Adieu Marcel Gaillard

Une grande figure de la vie Rétaise a tiré sa révérence trop tôt lundi 14 mai 2007 à l’âge de 73 ans. Marcel Gaillard était très impliqué dans le mouvement sportif, très engagé aussi dans la vie locale à différents titres. J’ai siégé avec lui au SIVOM-RÉ alors qu’il était Maire de Saint-Martin de Ré (89-95).
Directeur du Phare de Ré, c’était l’époque où un président d’association, un simple citoyen, pourvu qu’ils aient quelque chose d’un tant soit peu intéressant à exprimer, pouvaient pousser la porte de son bureau au Phare de Ré jusqu’au lundi midi pour déposer un papier à publier.
Je garde de lui l’image d’un honnête homme toujours disponible et toujours soucieux d’être accessible et attentif à la parole de ses contemporains. Chacun sait bien que ces hommes là ne sont pas si nombreux que cela. Il manquera.
17 mai 2007 at 4:48
Attentif à la parole des autres mais sacrément peu bavard lui-même…
C’est vrai qu’à l’époque les interactions entre les lecteurs et le journal étaient d’une tout autre nature qu’aujourd’hui. Il est à ce sujet dommage que le Phare de Ré d’aujourd’hui, plus professionnel certes, ne se soit jamais donné la peine de retrouver cette dimension en complétant sa version papier par une présence réelle en ligne. Thierry Verret est sans doute passé à côté de quelque chose de réellement original. Il n’est peut-être pas trop tard mais j’en doute.
17 mai 2007 at 9:11
Probablement, car après tout de grands quotidiens sont en ligne et permettent à leurs lecteurs (abonnés ou non, c’est selon) de commenter les articles. On retrouverait alors en ligne un peu de l’interactivité perdue du Phare de Ré d’autrefois et même plus.

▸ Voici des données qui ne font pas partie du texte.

//! Special-case naming rules.
//!
//! A few constructs do not follow the generic tokenize/drop/case pipeline.
//! Each rule is an independent trigger and rewrite over the token sequence;
//! the rules run in a fixed order, and at most one applies to any name.

use log::debug;

use crate::casing::CaseIndicator;
use crate::tables::{NamingTables, ScriptMatch};

/// Latin tokens naming a single ligature glyph, which keep the case of
/// every letter instead of the capitalize-first-letter rule.
///
/// This is an explicit allow-list: matching on token length instead pulls
/// in digraphs like DZ that are cased normally.
static LATIN_LIGATURES: &[&str] = &["AE", "OE", "IJ"];

/// The rules, in trigger order.
pub(crate) static RULES: &[SpecialCase] =
    &[SpecialCase::CuneiformCompound, SpecialCase::RunicAliases, SpecialCase::LatinLigature];

/// A naming construct handled outside the generic pipeline.
#[derive(Clone, Copy, Debug, PartialEq, Eq)]
pub(crate) enum SpecialCase {
    /// Cuneiform compound operators: "A TIMES B" keeps only the tokens
    /// before the operator.
    CuneiformCompound,
    /// Runic names enumerate several historical aliases for one letter
    /// ("FEHU FEOH FE F"); the single-letter or shortest alias wins.
    RunicAliases,
    /// Latin ligatures (AE, OE, IJ) keep their case across every letter.
    LatinLigature,
}

/// What a matched rule did to the name.
#[derive(Clone, Debug, PartialEq, Eq)]
pub(crate) enum Resolution<'a> {
    /// The token sequence was narrowed; generic processing continues on
    /// the remainder.
    Narrowed(Vec<&'a str>),
    /// The leading word's casing is fixed verbatim; generic dropping still
    /// applies to the rest.
    FixedLead(String),
}

impl SpecialCase {
    /// Apply this rule to a script-stripped token sequence, if its trigger
    /// matches.
    pub(crate) fn try_apply<'a>(
        self,
        tokens: &[&'a str],
        script: Option<ScriptMatch>,
        indicator: CaseIndicator,
        tables: &NamingTables,
    ) -> Option<Resolution<'a>> {
        match self {
            SpecialCase::CuneiformCompound => {
                let at = tokens.iter().position(|t| *t == "TIMES")?;
                Some(Resolution::Narrowed(tokens[..at].to_vec()))
            }
            SpecialCase::RunicAliases => {
                if script?.name != "RUNIC" || tokens.len() < 2 {
                    return None;
                }
                let alias = tokens
                    .iter()
                    .copied()
                    .find(|t| t.len() == 1 && t.chars().all(|c| c.is_ascii_uppercase()))
                    .or_else(|| tokens.iter().copied().min_by_key(|t| t.len()))?;
                debug!("runic aliases {tokens:?} resolved to {alias:?}");
                Some(Resolution::Narrowed(vec![alias]))
            }
            SpecialCase::LatinLigature => {
                if script?.name != "LATIN" {
                    return None;
                }
                let lead = tokens.iter().copied().find(|t| !tables.is_dropped(t))?;
                if !LATIN_LIGATURES.contains(&lead) {
                    return None;
                }
                match indicator {
                    CaseIndicator::Capital => Some(Resolution::FixedLead(lead.to_string())),
                    CaseIndicator::Small => Some(Resolution::FixedLead(lead.to_lowercase())),
                    CaseIndicator::None => None,
                }
            }
        }
    }
}

#[cfg(test)]
mod tests {
    use pretty_assertions::assert_eq;

    use super::*;

    fn tables() -> NamingTables {
        NamingTables::new()
    }

    fn script_for(token: &str) -> Option<ScriptMatch> {
        tables().script_match(&[token])
    }

    #[test]
    fn cuneiform_truncates_at_times() {
        let resolved = SpecialCase::CuneiformCompound.try_apply(
            &["SIGN", "A", "TIMES", "A"],
            script_for("CUNEIFORM"),
            CaseIndicator::None,
            &tables(),
        );
        assert_eq!(resolved, Some(Resolution::Narrowed(vec!["SIGN", "A"])));
    }

    #[test]
    fn cuneiform_needs_the_operator() {
        let resolved = SpecialCase::CuneiformCompound.try_apply(
            &["SIGN", "A"],
            script_for("CUNEIFORM"),
            CaseIndicator::None,
            &tables(),
        );
        assert_eq!(resolved, None);
    }

    #[test]
    fn runic_prefers_single_letter_aliases() {
        let resolved = SpecialCase::RunicAliases.try_apply(
            &["LETTER", "FEHU", "FEOH", "FE", "F"],
            script_for("RUNIC"),
            CaseIndicator::None,
            &tables(),
        );
        assert_eq!(resolved, Some(Resolution::Narrowed(vec!["F"])));
    }

    #[test]
    fn runic_falls_back_to_shortest_alias() {
        let resolved = SpecialCase::RunicAliases.try_apply(
            &["LETTER", "THURISAZ", "THURS", "THORN"],
            script_for("RUNIC"),
            CaseIndicator::None,
            &tables(),
        );
        assert_eq!(resolved, Some(Resolution::Narrowed(vec!["THURS"])));
    }

    #[test]
    fn runic_is_runic_only() {
        let resolved = SpecialCase::RunicAliases.try_apply(
            &["LETTER", "FEHU", "FEOH", "FE", "F"],
            script_for("GOTHIC"),
            CaseIndicator::None,
            &tables(),
        );
        assert_eq!(resolved, None);
    }

    #[test]
    fn ligatures_keep_capital_case() {
        let resolved = SpecialCase::LatinLigature.try_apply(
            &["CAPITAL", "LIGATURE", "OE"],
            script_for("LATIN"),
            CaseIndicator::Capital,
            &tables(),
        );
        assert_eq!(resolved, Some(Resolution::FixedLead("OE".into())));
    }

    #[test]
    fn ligatures_keep_small_case() {
        let resolved = SpecialCase::LatinLigature.try_apply(
            &["SMALL", "LETTER", "AE"],
            script_for("LATIN"),
            CaseIndicator::Small,
            &tables(),
        );
        assert_eq!(resolved, Some(Resolution::FixedLead("ae".into())));
    }

    #[test]
    fn digraphs_are_not_ligatures() {
        let resolved = SpecialCase::LatinLigature.try_apply(
            &["CAPITAL", "LETTER", "DZ"],
            script_for("LATIN"),
            CaseIndicator::Capital,
            &tables(),
        );
        assert_eq!(resolved, None);
    }

    #[test]
    fn ligature_rule_is_latin_only() {
        let resolved = SpecialCase::LatinLigature.try_apply(
            &["CAPITAL", "LETTER", "OE"],
            script_for("CYRILLIC"),
            CaseIndicator::Capital,
            &tables(),
        );
        assert_eq!(resolved, None);
    }
}
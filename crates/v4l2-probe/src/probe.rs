use crate::{Capabilities, DeviceCaps, FormatDesc};
use std::{
  io,
  os::unix::fs::FileTypeExt,
  path::{Path, PathBuf},
};
use thiserror::Error;
use tracing::{event, Level};
use v4l::video::{Capture, Output};

/// Result of a successful capability query on a device node.
#[derive(Debug, Clone)]
pub struct ProbedDevice {
  pub capabilities: Capabilities,
  pub caps: DeviceCaps,

  /// Card name reported by the driver, used as a display-name fallback.
  pub card: String,
}

#[derive(Debug, Error)]
pub enum ProbeError {
  #[error("failed to stat {}", .path.display())]
  Stat {
    path: PathBuf,
    #[source]
    source: io::Error,
  },

  #[error("{} is not a character device", .path.display())]
  NotCharDevice { path: PathBuf },

  #[error("failed to open {}", .path.display())]
  Open {
    path: PathBuf,
    #[source]
    source: io::Error,
  },

  #[error("capability query on {} failed", .path.display())]
  QueryCaps {
    path: PathBuf,
    #[source]
    source: io::Error,
  },

  #[error("format enumeration on {} failed", .path.display())]
  EnumFormats {
    path: PathBuf,
    #[source]
    source: io::Error,
  },
}

impl ProbeError {
  fn stat(path: impl Into<PathBuf>, source: io::Error) -> Self {
    Self::Stat {
      path: path.into(),
      source,
    }
  }

  fn not_char_device(path: impl Into<PathBuf>) -> Self {
    Self::NotCharDevice { path: path.into() }
  }

  fn open(path: impl Into<PathBuf>, source: io::Error) -> Self {
    Self::Open {
      path: path.into(),
      source,
    }
  }

  fn query_caps(path: impl Into<PathBuf>, source: io::Error) -> Self {
    Self::QueryCaps {
      path: path.into(),
      source,
    }
  }

  fn enum_formats(path: impl Into<PathBuf>, source: io::Error) -> Self {
    Self::EnumFormats {
      path: path.into(),
      source,
    }
  }
}

/// Opens a candidate device node and queries its capability set.
///
/// Safe to call repeatedly; the device handle is released before returning.
pub fn probe(path: impl AsRef<Path>) -> Result<ProbedDevice, ProbeError> {
  let path = path.as_ref();

  let metadata = std::fs::metadata(path).map_err(|source| ProbeError::stat(path, source))?;
  if !metadata.file_type().is_char_device() {
    return Err(ProbeError::not_char_device(path));
  }

  let device = v4l::Device::with_path(path).map_err(|source| ProbeError::open(path, source))?;
  let vcap = device
    .query_caps()
    .map_err(|source| ProbeError::query_caps(path, source))?;
  let capabilities = Capabilities::from_bits_truncate(vcap.capabilities.bits());

  // Formats come from the queue matching the reported role; devices exposing
  // both queues answer for capture.
  let formats = if capabilities.contains(Capabilities::VIDEO_CAPTURE) {
    Capture::enum_formats(&device).map_err(|source| ProbeError::enum_formats(path, source))?
  } else if capabilities.contains(Capabilities::VIDEO_OUTPUT) {
    Output::enum_formats(&device).map_err(|source| ProbeError::enum_formats(path, source))?
  } else {
    Vec::new()
  };

  let caps = formats
    .iter()
    .map(|format| FormatDesc::new(format.fourcc.to_string(), format.description.clone()))
    .collect::<DeviceCaps>();

  event!(
    target: "v4l2-probe",
    Level::DEBUG,
    device.path = %path.display(),
    device.card = %vcap.card,
    device.formats = caps.len(),
    "probed device"
  );

  Ok(ProbedDevice {
    capabilities,
    caps,
    card: vcap.card,
  })
}

/// Opens a device node for use, without querying capabilities.
///
/// This is the handle factory consumers call on a discovered device record.
pub fn open(path: impl AsRef<Path>) -> Result<v4l::Device, ProbeError> {
  let path = path.as_ref();
  v4l::Device::with_path(path).map_err(|source| ProbeError::open(path, source))
}
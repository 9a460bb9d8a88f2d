use std::path::Path;
use v4l2_probe::{ProbeError, ProbedDevice};

/// Capability used to open and capability-query a candidate device node.
///
/// Implementations must release any OS handle before returning and must be
/// safe to call repeatedly for the same path.
pub trait DeviceProbe: Send + Sync {
  fn probe(&self, path: &Path) -> Result<ProbedDevice, ProbeError>;
}

/// Probe backed by the real video4linux2 ioctl surface.
#[derive(Debug, Clone, Copy, Default)]
pub struct V4l2Probe;

impl DeviceProbe for V4l2Probe {
  fn probe(&self, path: &Path) -> Result<ProbedDevice, ProbeError> {
    v4l2_probe::probe(path)
  }
}

#[cfg(test)]
pub(crate) mod testing {
  use super::DeviceProbe;
  use std::{collections::HashMap, iter::FromIterator, path::Path};
  use v4l2_probe::{Capabilities, DeviceCaps, FormatDesc, ProbeError, ProbedDevice};

  /// Probe answering from a fixed table; any other path fails.
  #[derive(Debug, Default)]
  pub struct TableProbe {
    entries: HashMap<String, ProbedDevice>,
  }

  impl TableProbe {
    pub fn new() -> TableProbe {
      TableProbe::default()
    }

    pub fn insert(&mut self, path: &str, capabilities: Capabilities, card: &str) -> &mut TableProbe {
      let caps = DeviceCaps::from_iter(vec![FormatDesc::new("YUYV", "YUYV 4:2:2")]);
      self.insert_with_caps(path, capabilities, card, caps)
    }

    pub fn insert_with_caps(
      &mut self,
      path: &str,
      capabilities: Capabilities,
      card: &str,
      caps: DeviceCaps,
    ) -> &mut TableProbe {
      self.entries.insert(
        path.to_owned(),
        ProbedDevice {
          capabilities,
          caps,
          card: card.to_owned(),
        },
      );
      self
    }
  }

  impl DeviceProbe for TableProbe {
    fn probe(&self, path: &Path) -> Result<ProbedDevice, ProbeError> {
      match path.to_str().and_then(|path| self.entries.get(path)) {
        Some(probed) => Ok(probed.clone()),
        None => Err(ProbeError::NotCharDevice {
          path: path.to_owned(),
        }),
      }
    }
  }
}
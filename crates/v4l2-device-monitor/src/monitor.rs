use crate::{
  probe::{DeviceProbe, V4l2Probe},
  scan,
  watch::{self, WatchHandle},
  V4l2Device,
};
use parking_lot::{Condvar, Mutex};
use std::{io, sync::Arc};
use thiserror::Error;
use tracing::{event, Level};

/// Lifecycle of one monitor instance.
#[derive(Debug, Clone, Copy, PartialEq, Eq)]
pub enum MonitorState {
  Idle,
  Starting,
  Running,
  Stopping,
}

#[derive(Debug, Error)]
pub enum MonitorError {
  #[error("monitor already started (state {0:?})")]
  AlreadyStarted(MonitorState),

  #[error("failed to spawn monitor thread")]
  Spawn(#[source] io::Error),
}

/// Receives live inventory changes.
///
/// Callbacks run on the watch thread, after the monitor's lock has been
/// released, so they may query the monitor freely.
pub trait DeviceListener: Send + Sync {
  fn device_added(&self, device: &V4l2Device);
  fn device_removed(&self, device: &V4l2Device);
}

struct Inner {
  state: MonitorState,
  devices: Vec<V4l2Device>,
  watch_active: bool,
}

/// State shared between the owning thread and the watch thread. All access
/// is serialized through one mutex/condvar pair.
pub(crate) struct Shared {
  inner: Mutex<Inner>,
  ready: Condvar,
}

impl Shared {
  fn new() -> Shared {
    Shared {
      inner: Mutex::new(Inner {
        state: MonitorState::Idle,
        devices: Vec::new(),
        watch_active: false,
      }),
      ready: Condvar::new(),
    }
  }

  /// Transitions Starting -> Running and wakes the thread blocked in
  /// `start()`. The watch task calls this exactly once, whether or not its
  /// setup succeeded.
  pub(crate) fn mark_ready(&self, watch_active: bool) {
    let mut inner = self.inner.lock();
    inner.state = MonitorState::Running;
    inner.watch_active = watch_active;
    self.ready.notify_all();
  }

  /// Inserts a record into the live set and notifies the listener. A record
  /// whose key is already present is a duplicate add and is ignored.
  pub(crate) fn apply_add(&self, device: V4l2Device, listener: &dyn DeviceListener) {
    {
      let mut inner = self.inner.lock();
      if inner.devices.iter().any(|existing| existing.key() == device.key()) {
        event!(target: "v4l2-device-monitor", Level::DEBUG, device.key = %device.key(), "duplicate add ignored");
        return;
      }
      inner.devices.push(device.clone());
    }

    listener.device_added(&device);
  }

  /// Removes the record with the given key from the live set and notifies
  /// the listener. A key that was never added is a stale remove and is
  /// ignored.
  pub(crate) fn apply_remove(&self, key: &str, listener: &dyn DeviceListener) {
    let removed = {
      let mut inner = self.inner.lock();
      inner
        .devices
        .iter()
        .position(|device| device.key() == key)
        .map(|index| inner.devices.remove(index))
    };

    match removed {
      Some(device) => listener.device_removed(&device),
      None => {
        event!(target: "v4l2-device-monitor", Level::DEBUG, device.key = %key, "remove for unknown device ignored")
      }
    }
  }
}

/// Discovers video4linux2 devices and tracks their arrival and removal.
///
/// One-shot discovery (`probe_once`) walks the static `/dev` namespace;
/// continuous monitoring (`start`/`stop`) watches udev hotplug events on a
/// dedicated thread and keeps the live set current.
pub struct Monitor {
  shared: Arc<Shared>,
  probe: Arc<dyn DeviceProbe>,
  listener: Arc<dyn DeviceListener>,
  watch: Mutex<Option<WatchHandle>>,
}

impl Monitor {
  pub fn new(listener: Arc<dyn DeviceListener>) -> Monitor {
    Monitor::with_probe(Arc::new(V4l2Probe), listener)
  }

  pub fn with_probe(probe: Arc<dyn DeviceProbe>, listener: Arc<dyn DeviceListener>) -> Monitor {
    Monitor {
      shared: Arc::new(Shared::new()),
      probe,
      listener,
      watch: Mutex::new(None),
    }
  }

  /// One-shot enumeration of the static `/dev` namespace. Usable in any
  /// state; does not touch the live set.
  pub fn probe_once(&self) -> Vec<V4l2Device> {
    scan::scan(&*self.probe)
  }

  /// Starts continuous monitoring. Blocks until the watch thread has
  /// enumerated the devices already present, so the live set is complete
  /// when this returns.
  ///
  /// Must be called from Idle; anything else is a lifecycle violation.
  pub fn start(&self) -> Result<(), MonitorError> {
    {
      let mut inner = self.shared.inner.lock();
      if inner.state != MonitorState::Idle {
        return Err(MonitorError::AlreadyStarted(inner.state));
      }
      inner.state = MonitorState::Starting;
    }

    let handle = match watch::spawn(
      self.shared.clone(),
      self.probe.clone(),
      self.listener.clone(),
    ) {
      Ok(handle) => handle,
      Err(error) => {
        self.shared.inner.lock().state = MonitorState::Idle;
        return Err(MonitorError::Spawn(error));
      }
    };

    *self.watch.lock() = Some(handle);

    let mut inner = self.shared.inner.lock();
    while inner.state == MonitorState::Starting {
      self.shared.ready.wait(&mut inner);
    }

    event!(
      target: "v4l2-device-monitor",
      Level::DEBUG,
      devices.len = inner.devices.len(),
      watch.active = inner.watch_active,
      "monitor started"
    );
    Ok(())
  }

  /// Stops continuous monitoring. No-op when idle; otherwise posts the
  /// terminate instruction into the watch loop, waits for the thread to
  /// exit, and releases it. No event is delivered after this returns.
  pub fn stop(&self) {
    {
      let mut inner = self.shared.inner.lock();
      if inner.state != MonitorState::Running {
        return;
      }
      inner.state = MonitorState::Stopping;
    }

    if let Some(handle) = self.watch.lock().take() {
      handle.shutdown();
    }

    let mut inner = self.shared.inner.lock();
    inner.state = MonitorState::Idle;
    inner.watch_active = false;
    event!(target: "v4l2-device-monitor", Level::DEBUG, "monitor stopped");
  }

  /// Snapshot of the live set. After `stop()` this retains the last known
  /// inventory; it is no longer mutated.
  pub fn devices(&self) -> Vec<V4l2Device> {
    self.shared.inner.lock().devices.clone()
  }

  pub fn state(&self) -> MonitorState {
    self.shared.inner.lock().state
  }

  /// False while running means hotplug watch setup failed and the monitor
  /// sees no arrival/removal events.
  pub fn watch_active(&self) -> bool {
    self.shared.inner.lock().watch_active
  }
}

impl Drop for Monitor {
  fn drop(&mut self) {
    self.stop();
  }
}

#[cfg(test)]
mod tests {
  use super::*;
  use crate::device::DeviceType;
  use std::{iter::FromIterator, thread};
  use v4l2_probe::{DeviceCaps, FormatDesc};

  fn record(path: &str, syspath: Option<&str>) -> V4l2Device {
    V4l2Device::new(
      path.to_owned(),
      format!("{} card", path),
      DeviceType::Source,
      DeviceCaps::from_iter(vec![FormatDesc::new("YUYV", "YUYV 4:2:2")]),
      syspath.map(str::to_owned),
    )
  }

  #[derive(Default)]
  struct RecordingListener {
    events: Mutex<Vec<String>>,
  }

  impl RecordingListener {
    fn events(&self) -> Vec<String> {
      self.events.lock().clone()
    }
  }

  impl DeviceListener for RecordingListener {
    fn device_added(&self, device: &V4l2Device) {
      self.events.lock().push(format!("added {}", device.key()));
    }

    fn device_removed(&self, device: &V4l2Device) {
      self.events.lock().push(format!("removed {}", device.key()));
    }
  }

  #[test]
  fn events_apply_and_forward_in_order() {
    let shared = Shared::new();
    let listener = RecordingListener::default();

    shared.apply_add(record("/dev/video0", Some("/sys/a")), &listener);
    shared.apply_add(record("/dev/video1", Some("/sys/b")), &listener);
    shared.apply_remove("/sys/a", &listener);

    let devices = shared.inner.lock().devices.clone();
    assert_eq!(devices.len(), 1);
    assert_eq!(devices[0].key(), "/sys/b");
    assert_eq!(
      listener.events(),
      vec!["added /sys/a", "added /sys/b", "removed /sys/a"]
    );
  }

  #[test]
  fn duplicate_add_is_suppressed() {
    let shared = Shared::new();
    let listener = RecordingListener::default();

    shared.apply_add(record("/dev/video0", Some("/sys/a")), &listener);
    shared.apply_add(record("/dev/video0", Some("/sys/a")), &listener);

    assert_eq!(shared.inner.lock().devices.len(), 1);
    assert_eq!(listener.events(), vec!["added /sys/a"]);
  }

  #[test]
  fn stale_remove_is_ignored() {
    let shared = Shared::new();
    let listener = RecordingListener::default();

    shared.apply_add(record("/dev/video0", Some("/sys/a")), &listener);
    shared.apply_remove("/sys/never-added", &listener);

    assert_eq!(shared.inner.lock().devices.len(), 1);
    assert_eq!(listener.events(), vec!["added /sys/a"]);
  }

  #[test]
  fn readiness_unblocks_start_wait_after_initial_enumeration() {
    let shared = Arc::new(Shared::new());
    shared.inner.lock().state = MonitorState::Starting;

    let watcher_shared = shared.clone();
    let watcher = thread::spawn(move || {
      let listener = RecordingListener::default();
      watcher_shared.apply_add(record("/dev/video0", Some("/sys/a")), &listener);
      watcher_shared.mark_ready(true);
    });

    let mut inner = shared.inner.lock();
    while inner.state == MonitorState::Starting {
      shared.ready.wait(&mut inner);
    }

    assert_eq!(inner.state, MonitorState::Running);
    assert!(inner.watch_active);
    assert_eq!(inner.devices.len(), 1);
    drop(inner);

    watcher.join().unwrap();
  }

  #[test]
  fn listener_callbacks_run_without_the_lock_held() {
    struct ProbingListener {
      shared: Arc<Shared>,
    }

    impl DeviceListener for ProbingListener {
      fn device_added(&self, _: &V4l2Device) {
        assert!(self.shared.inner.try_lock().is_some());
      }

      fn device_removed(&self, _: &V4l2Device) {
        assert!(self.shared.inner.try_lock().is_some());
      }
    }

    let shared = Arc::new(Shared::new());
    let listener = ProbingListener {
      shared: shared.clone(),
    };

    shared.apply_add(record("/dev/video0", Some("/sys/a")), &listener);
    shared.apply_remove("/sys/a", &listener);
  }
}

La communauté insulaire (sens large) se prêterait sans doute tout particulièrement bien à cet exercice.
21 mai 2007 at 15:45
Cela me fait penser qu’il faut que j’abonne mes parents au Phare! Ils sont sensible à tous ce qui touche l’Ile de Ré et se font la réflexion chaque année. Un bien bel endroit celui que tu habites Marcus.
21 mai 2007 at 16:43
Merci Ceudidit, Un bien bel endroit, tu as raison. Mais c’est un espace rare, fragile et limité très convoité. Trop sans doute pour que ce bonheur soit durable.